(WORK ITEM)
Please output the data below exactly as given, starting at its first line and stopping after the line that contains "not a change.".

(INPUT RECORDS)
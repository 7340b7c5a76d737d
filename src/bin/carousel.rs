use std::{
    io::{self, Write as _},
    path::{Path, PathBuf},
};

use anyhow::Context as _;
use clap::{Args, Parser, Subcommand};
use serde::Serialize;

use challenger_carousel::{Carousel, CarouselConfig, Deck, Evaluator, FocusTracker, SnapTween};

#[derive(Parser, Debug)]
#[command(name = "carousel", version, about = "Evaluate the event carousel at given scroll offsets")]
struct Cli {
    #[command(subcommand)]
    cmd: Command,
}

#[derive(Subcommand, Debug)]
enum Command {
    /// Evaluate every card and backdrop at one scroll offset.
    Frame(FrameArgs),
    /// Scroll through a range and report each focused-card change.
    ///
    /// The card focused at `--from` is the starting state, not a change.
    Sweep(SweepArgs),
    /// Compute where a released scroll settles.
    Snap(SnapArgs),
    /// List deck cards, optionally filtered by title or place.
    Deck(DeckArgs),
}

#[derive(Args, Debug)]
struct Inputs {
    /// Carousel config JSON (defaults when omitted).
    #[arg(long)]
    config: Option<PathBuf>,

    /// Deck JSON (built-in event deck when omitted).
    #[arg(long)]
    deck: Option<PathBuf>,
}

#[derive(Args, Debug)]
struct FrameArgs {
    #[command(flatten)]
    inputs: Inputs,

    /// Horizontal scroll offset.
    #[arg(long, allow_hyphen_values = true)]
    offset: f64,

    /// Print single-line JSON instead of pretty JSON.
    #[arg(long)]
    compact: bool,
}

#[derive(Args, Debug)]
struct SweepArgs {
    #[command(flatten)]
    inputs: Inputs,

    #[arg(long, allow_hyphen_values = true)]
    from: f64,

    #[arg(long, allow_hyphen_values = true)]
    to: f64,

    /// Number of intervals; `ticks + 1` offsets are sampled.
    #[arg(long, default_value_t = 60)]
    ticks: u32,
}

#[derive(Args, Debug)]
struct SnapArgs {
    #[command(flatten)]
    inputs: Inputs,

    /// Offset at release.
    #[arg(long, allow_hyphen_values = true)]
    offset: f64,

    /// Also report the snap tween's offset this many milliseconds after release.
    #[arg(long)]
    at_ms: Option<u64>,
}

#[derive(Args, Debug)]
struct DeckArgs {
    #[arg(long)]
    deck: Option<PathBuf>,

    /// Case-insensitive substring of a title or place.
    #[arg(long, default_value = "")]
    filter: String,
}

fn main() -> anyhow::Result<()> {
    tracing_subscriber::fmt()
        .with_env_filter(tracing_subscriber::EnvFilter::from_default_env())
        .with_writer(io::stderr)
        .init();

    let cli = Cli::parse();
    match cli.cmd {
        Command::Frame(args) => cmd_frame(args),
        Command::Sweep(args) => cmd_sweep(args),
        Command::Snap(args) => cmd_snap(args),
        Command::Deck(args) => cmd_deck(args),
    }
}

fn load(inputs: &Inputs) -> anyhow::Result<(CarouselConfig, Deck)> {
    let config = match &inputs.config {
        Some(path) => CarouselConfig::from_path(path)
            .with_context(|| format!("load config '{}'", path.display()))?,
        None => CarouselConfig::default(),
    };
    let deck = load_deck(inputs.deck.as_deref())?;
    Ok((config, deck))
}

fn load_deck(path: Option<&Path>) -> anyhow::Result<Deck> {
    Ok(match path {
        Some(path) => {
            Deck::from_path(path).with_context(|| format!("load deck '{}'", path.display()))?
        }
        None => Deck::builtin().context("load built-in deck")?,
    })
}

fn finite(name: &str, v: f64) -> anyhow::Result<f64> {
    anyhow::ensure!(v.is_finite(), "--{name} must be a finite number");
    Ok(v)
}

fn cmd_frame(args: FrameArgs) -> anyhow::Result<()> {
    let (config, deck) = load(&args.inputs)?;
    let offset = finite("offset", args.offset)?;
    let frame = Evaluator::eval_frame(&deck, &config, offset)?;

    let mut out = io::stdout().lock();
    if args.compact {
        serde_json::to_writer(&mut out, &frame)?;
    } else {
        serde_json::to_writer_pretty(&mut out, &frame)?;
    }
    writeln!(out)?;
    Ok(())
}

#[derive(Serialize)]
struct SweepEvent<'a> {
    tick: u32,
    offset: f64,
    from: Option<usize>,
    to: Option<usize>,
    card_id: Option<&'a str>,
}

fn cmd_sweep(args: SweepArgs) -> anyhow::Result<()> {
    let (config, deck) = load(&args.inputs)?;
    let from = finite("from", args.from)?;
    let to = finite("to", args.to)?;

    let carousel = Carousel::new(&config, deck.len());
    let mut tracker = FocusTracker::new(carousel.focused_index(from));
    let ticks = args.ticks.max(1);

    let mut out = io::stdout().lock();
    let mut changes = 0usize;
    for tick in 1..=ticks {
        let t = f64::from(tick) / f64::from(ticks);
        let offset = carousel.extent().clamp(from + (to - from) * t);
        let Some(change) = tracker.apply(carousel.focused_index(offset)) else {
            continue;
        };
        changes += 1;
        let event = SweepEvent {
            tick,
            offset,
            from: change.from,
            to: change.to,
            card_id: change.to.and_then(|i| deck.get(i)).map(|c| c.id.as_str()),
        };
        serde_json::to_writer(&mut out, &event)?;
        writeln!(out)?;
    }

    tracing::info!(ticks, changes, "sweep finished");
    Ok(())
}

#[derive(Serialize)]
struct SnapReport {
    release_offset: f64,
    index: usize,
    target_offset: f64,
    #[serde(skip_serializing_if = "Option::is_none")]
    at_ms: Option<u64>,
    #[serde(skip_serializing_if = "Option::is_none")]
    tween_offset: Option<f64>,
}

fn cmd_snap(args: SnapArgs) -> anyhow::Result<()> {
    let (config, deck) = load(&args.inputs)?;
    let carousel = Carousel::new(&config, deck.len());

    let release = carousel.extent().clamp(finite("offset", args.offset)?);
    let (index, target) = carousel
        .extent()
        .snap_target(release)
        .context("deck has no cards to snap to")?;

    let tween = SnapTween::from_config(release, target, 0, &config.snap);
    let report = SnapReport {
        release_offset: release,
        index,
        target_offset: target,
        at_ms: args.at_ms,
        tween_offset: args.at_ms.map(|ms| tween.sample(ms)),
    };

    let mut out = io::stdout().lock();
    serde_json::to_writer(&mut out, &report)?;
    writeln!(out)?;
    Ok(())
}

#[derive(Serialize)]
struct DeckEntry<'a> {
    index: usize,
    id: &'a str,
    title: &'a str,
    place: &'a str,
    #[serde(skip_serializing_if = "Option::is_none")]
    badge: Option<&'a str>,
}

fn cmd_deck(args: DeckArgs) -> anyhow::Result<()> {
    let deck = load_deck(args.deck.as_deref())?;
    let entries: Vec<DeckEntry<'_>> = deck
        .filter(&args.filter)
        .into_iter()
        .map(|(index, card)| DeckEntry {
            index,
            id: &card.id,
            title: &card.title,
            place: &card.place,
            badge: card.badge.as_deref(),
        })
        .collect();

    let mut out = io::stdout().lock();
    serde_json::to_writer_pretty(&mut out, &entries)?;
    writeln!(out)?;
    Ok(())
}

(EXERCISE ANSWER)
repository 7340b7c5a76d737d
filename src/bin/carousel.rs
use std::{
    io::{self, Write as _},
    path::{Path, PathBuf},
};

use anyhow::Context as _;
use clap::{Args, Parser, Subcommand};
use serde::Serialize;

use challenger_carousel::{Carousel, CarouselConfig, Deck, Evaluator, FocusTracker, SnapTween};

#[derive(Parser, Debug)]
#[command(name = "carousel", version, about = "Evaluate the event carousel at given scroll offsets")]
struct Cli {
    #[command(subcommand)]
    cmd: Command,
}

#[derive(Subcommand, Debug)]
enum Command {
    /// Evaluate every card and backdrop at one scroll offset.
    Frame(FrameArgs),
    /// Scroll through a range and report each focused-card change.
    ///
    /// The card focused at `--from` is the starting state, not a change.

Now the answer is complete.